• _TASK BRIEF_
Each entry below needs to be reproduced exactly as given.

Saved entries
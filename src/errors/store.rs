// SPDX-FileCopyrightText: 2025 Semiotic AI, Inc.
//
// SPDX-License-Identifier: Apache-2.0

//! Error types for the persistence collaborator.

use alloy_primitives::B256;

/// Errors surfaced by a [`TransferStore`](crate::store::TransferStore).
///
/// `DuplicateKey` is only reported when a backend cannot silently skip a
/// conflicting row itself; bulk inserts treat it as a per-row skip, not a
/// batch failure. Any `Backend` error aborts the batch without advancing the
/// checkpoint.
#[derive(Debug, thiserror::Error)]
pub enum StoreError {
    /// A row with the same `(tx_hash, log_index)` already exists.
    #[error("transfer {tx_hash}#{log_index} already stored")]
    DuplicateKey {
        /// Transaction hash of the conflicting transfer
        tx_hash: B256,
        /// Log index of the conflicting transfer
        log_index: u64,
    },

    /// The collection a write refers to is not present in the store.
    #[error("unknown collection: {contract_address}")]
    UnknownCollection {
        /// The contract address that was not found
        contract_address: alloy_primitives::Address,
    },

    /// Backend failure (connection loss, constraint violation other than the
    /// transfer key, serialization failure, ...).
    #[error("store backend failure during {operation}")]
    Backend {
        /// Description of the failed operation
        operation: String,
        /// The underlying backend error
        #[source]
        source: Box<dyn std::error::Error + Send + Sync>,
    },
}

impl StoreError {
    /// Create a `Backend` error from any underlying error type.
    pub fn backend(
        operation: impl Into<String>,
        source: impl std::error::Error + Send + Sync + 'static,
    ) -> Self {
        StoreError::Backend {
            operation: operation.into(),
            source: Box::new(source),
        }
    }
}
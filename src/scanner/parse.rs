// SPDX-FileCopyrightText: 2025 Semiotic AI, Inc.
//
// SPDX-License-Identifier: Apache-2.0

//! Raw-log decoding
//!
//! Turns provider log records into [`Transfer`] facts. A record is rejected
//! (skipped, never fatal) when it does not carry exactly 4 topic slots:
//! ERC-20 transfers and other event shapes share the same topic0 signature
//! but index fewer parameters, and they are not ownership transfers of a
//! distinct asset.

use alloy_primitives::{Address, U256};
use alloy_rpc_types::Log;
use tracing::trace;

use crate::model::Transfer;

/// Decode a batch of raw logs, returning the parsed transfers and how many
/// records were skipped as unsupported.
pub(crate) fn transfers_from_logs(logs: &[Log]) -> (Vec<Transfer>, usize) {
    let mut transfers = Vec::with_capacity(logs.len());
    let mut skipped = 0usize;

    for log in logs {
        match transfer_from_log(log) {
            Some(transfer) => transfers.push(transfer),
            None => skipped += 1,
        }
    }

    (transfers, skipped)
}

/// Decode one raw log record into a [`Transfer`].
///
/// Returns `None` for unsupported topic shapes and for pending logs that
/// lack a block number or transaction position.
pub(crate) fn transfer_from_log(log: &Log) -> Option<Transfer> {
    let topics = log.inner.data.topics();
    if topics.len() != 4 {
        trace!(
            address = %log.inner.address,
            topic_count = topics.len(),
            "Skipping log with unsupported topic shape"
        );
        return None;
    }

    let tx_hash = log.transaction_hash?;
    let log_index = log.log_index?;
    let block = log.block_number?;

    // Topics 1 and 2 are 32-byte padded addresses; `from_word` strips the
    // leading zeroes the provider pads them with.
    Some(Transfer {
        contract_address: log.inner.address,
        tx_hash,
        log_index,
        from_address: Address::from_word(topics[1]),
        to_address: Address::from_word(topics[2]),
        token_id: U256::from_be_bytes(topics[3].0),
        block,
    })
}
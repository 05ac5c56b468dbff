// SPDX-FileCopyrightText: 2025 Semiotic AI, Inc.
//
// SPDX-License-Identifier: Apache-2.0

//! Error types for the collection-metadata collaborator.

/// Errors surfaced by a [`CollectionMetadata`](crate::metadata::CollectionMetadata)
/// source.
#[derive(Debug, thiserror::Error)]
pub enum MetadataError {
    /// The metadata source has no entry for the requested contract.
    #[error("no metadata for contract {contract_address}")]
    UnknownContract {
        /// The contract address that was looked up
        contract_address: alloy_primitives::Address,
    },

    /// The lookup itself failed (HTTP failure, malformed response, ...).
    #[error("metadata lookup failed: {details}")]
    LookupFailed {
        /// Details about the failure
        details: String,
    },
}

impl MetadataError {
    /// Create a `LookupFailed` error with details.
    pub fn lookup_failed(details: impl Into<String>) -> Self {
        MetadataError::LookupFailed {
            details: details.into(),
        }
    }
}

• _RESPONSE TO THIS TASK_
filename src/errors/store.rs
// SPDX-FileCopyrightText: 2025 Semiotic AI, Inc.
//
// SPDX-License-Identifier: Apache-2.0

//! Error types for the persistence collaborator.

use alloy_primitives::B256;

/// Errors surfaced by a [`TransferStore`](crate::store::TransferStore).
///
/// `DuplicateKey` is only reported when a backend cannot silently skip a
/// conflicting row itself; bulk inserts treat it as a per-row skip, not a
/// batch failure. Any `Backend` error aborts the batch without advancing the
/// checkpoint.
#[derive(Debug, thiserror::Error)]
pub enum StoreError {
    /// A row with the same `(tx_hash, log_index)` already exists.
    #[error("transfer {tx_hash}#{log_index} already stored")]
    DuplicateKey {
        /// Transaction hash of the conflicting transfer
        tx_hash: B256,
        /// Log index of the conflicting transfer
        log_index: u64,
    },

    /// The collection a write refers to is not present in the store.
    #[error("unknown collection: {contract_address}")]
    UnknownCollection {
        /// The contract address that was not found
        contract_address: alloy_primitives::Address,
    },

    /// Backend failure (connection loss, constraint violation other than the
    /// transfer key, serialization failure, ...).
    #[error("store backend failure during {operation}")]
    Backend {
        /// Description of the failed operation
        operation: String,
        /// The underlying backend error
        #[source]
        source: Box<dyn std::error::Error + Send + Sync>,
    },
}

impl StoreError {
    /// Create a `Backend` error from any underlying error type.
    pub fn backend(
        operation: impl Into<String>,
        source: impl std::error::Error + Send + Sync + 'static,
    ) -> Self {
        StoreError::Backend {
            operation: operation.into(),
            source: Box::new(source),
        }
    }
}
filename src/scanner/parse.rs
// SPDX-FileCopyrightText: 2025 Semiotic AI, Inc.
//
// SPDX-License-Identifier: Apache-2.0

//! Raw-log decoding
//!
//! Turns provider log records into [`Transfer`] facts. A record is rejected
//! (skipped, never fatal) when it does not carry exactly 4 topic slots:
//! ERC-20 transfers and other event shapes share the same topic0 signature
//! but index fewer parameters, and they are not ownership transfers of a
//! distinct asset.

use alloy_primitives::{Address, U256};
use alloy_rpc_types::Log;
use tracing::trace;

use crate::model::Transfer;

/// Decode a batch of raw logs, returning the parsed transfers and how many
/// records were skipped as unsupported.
pub(crate) fn transfers_from_logs(logs: &[Log]) -> (Vec<Transfer>, usize) {
    let mut transfers = Vec::with_capacity(logs.len());
    let mut skipped = 0usize;

    for log in logs {
        match transfer_from_log(log) {
            Some(transfer) => transfers.push(transfer),
            None => skipped += 1,
        }
    }

    (transfers, skipped)
}

/// Decode one raw log record into a [`Transfer`].
///
/// Returns `None` for unsupported topic shapes and for pending logs that
/// lack a block number or transaction position.
pub(crate) fn transfer_from_log(log: &Log) -> Option<Transfer> {
    let topics = log.inner.data.topics();
    if topics.len() != 4 {
        trace!(
            address = %log.inner.address,
            topic_count = topics.len(),
            "Skipping log with unsupported topic shape"
        );
        return None;
    }

    let tx_hash = log.transaction_hash?;
    let log_index = log.log_index?;
    let block = log.block_number?;

    // Topics 1 and 2 are 32-byte padded addresses; `from_word` strips the
    // leading zeroes the provider pads them with.
    Some(Transfer {
        contract_address: log.inner.address,
        tx_hash,
        log_index,
        from_address: Address::from_word(topics[1]),
        to_address: Address::from_word(topics[2]),
        token_id: U256::from_be_bytes(topics[3].0),
        block,
    })
}
repository 05ac5c56b468dbff
// SPDX-FileCopyrightText: 2025 Semiotic AI, Inc.
//
// SPDX-License-Identifier: Apache-2.0

//! Error types for the collection-metadata collaborator.

/// Errors surfaced by a [`CollectionMetadata`](crate::metadata::CollectionMetadata)
/// source.
#[derive(Debug, thiserror::Error)]
pub enum MetadataError {
    /// The metadata source has no entry for the requested contract.
    #[error("no metadata for contract {contract_address}")]
    UnknownContract {
        /// The contract address that was looked up
        contract_address: alloy_primitives::Address,
    },

    /// The lookup itself failed (HTTP failure, malformed response, ...).
    #[error("metadata lookup failed: {details}")]
    LookupFailed {
        /// Details about the failure
        details: String,
    },
}

impl MetadataError {
    /// Create a `LookupFailed` error with details.
    pub fn lookup_failed(details: impl Into<String>) -> Self {
        MetadataError::LookupFailed {
            details: details.into(),
        }
    }
}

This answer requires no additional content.